◆ **Work to be completed**
Check each line of the records below for the word "Clone" and give the number of lines that have it, with nothing added.

◆ **Source material**
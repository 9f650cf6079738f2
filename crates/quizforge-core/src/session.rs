//! A single play-through of a quiz.
//!
//! The session walks the questions in order. An answer can be changed as
//! often as the player likes until they advance; advancing past the last
//! question completes the session, after which it accepts no more input.

use std::sync::Arc;

use crate::error::QuizError;
use crate::model::{Question, Quiz, QuizId, OPTION_COUNT};
use crate::store::QuizStore;

/// Where a session is in its play-through.
#[derive(Debug, Clone, Copy, PartialEq, Eq)]
pub enum SessionState {
    /// Showing the question at this index.
    AwaitingAnswer(usize),
    Completed,
}

#[derive(Debug, Clone)]
pub struct Session {
    quiz: Arc<Quiz>,
    current: usize,
    answers: Vec<Option<usize>>,
    completed: bool,
}

impl Session {
    /// Begin playing `quiz` from its first question.
    pub fn start(quiz: Arc<Quiz>) -> Self {
        tracing::debug!("starting session for quiz {}", quiz.id());
        let answers = vec![None; quiz.len()];
        Self {
            quiz,
            current: 0,
            answers,
            completed: false,
        }
    }

    /// Look up `id` in `store` and begin playing it.
    pub fn start_by_id(store: &QuizStore, id: QuizId) -> Result<Self, QuizError> {
        store
            .find_by_id(id)
            .map(Self::start)
            .ok_or(QuizError::QuizNotFound(id))
    }

    pub fn quiz(&self) -> &Arc<Quiz> {
        &self.quiz
    }

    pub fn state(&self) -> SessionState {
        if self.completed {
            SessionState::Completed
        } else {
            SessionState::AwaitingAnswer(self.current)
        }
    }

    pub fn is_completed(&self) -> bool {
        self.completed
    }

    /// Index of the question being shown (the last one once completed).
    pub fn current_index(&self) -> usize {
        self.current
    }

    pub fn current_question(&self) -> &Question {
        &self.quiz.questions()[self.current]
    }

    /// Whether the current question is the final one.
    pub fn is_last(&self) -> bool {
        self.current + 1 == self.quiz.len()
    }

    /// Recorded answers, one slot per question.
    pub fn answers(&self) -> &[Option<usize>] {
        &self.answers
    }

    pub fn answer(&self, question: usize) -> Option<usize> {
        self.answers.get(question).copied().flatten()
    }

    pub fn answered_count(&self) -> usize {
        self.answers.iter().filter(|a| a.is_some()).count()
    }

    /// Record `option` as the answer to the current question, replacing any
    /// earlier choice.
    pub fn select_answer(&mut self, option: usize) -> Result<(), QuizError> {
        if self.completed {
            return Err(QuizError::SessionCompleted);
        }
        if option >= OPTION_COUNT {
            return Err(QuizError::InvalidOption(option));
        }
        self.answers[self.current] = Some(option);
        tracing::debug!("question {} answered with option {}", self.current + 1, option + 1);
        Ok(())
    }

    /// Move past the current question.
    ///
    /// Requires the current question to be answered. A completed session
    /// rejects further advances with `SessionCompleted`.
    pub fn advance(&mut self) -> Result<SessionState, QuizError> {
        if self.completed {
            return Err(QuizError::SessionCompleted);
        }
        if self.answers[self.current].is_none() {
            return Err(QuizError::AnswerRequired {
                question: self.current,
            });
        }

        if self.is_last() {
            self.completed = true;
            tracing::info!("session for quiz {} completed", self.quiz.id());
        } else {
            self.current += 1;
            tracing::debug!("advanced to question {}", self.current + 1);
        }
        Ok(self.state())
    }
}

◆ **Response to the exercise**
2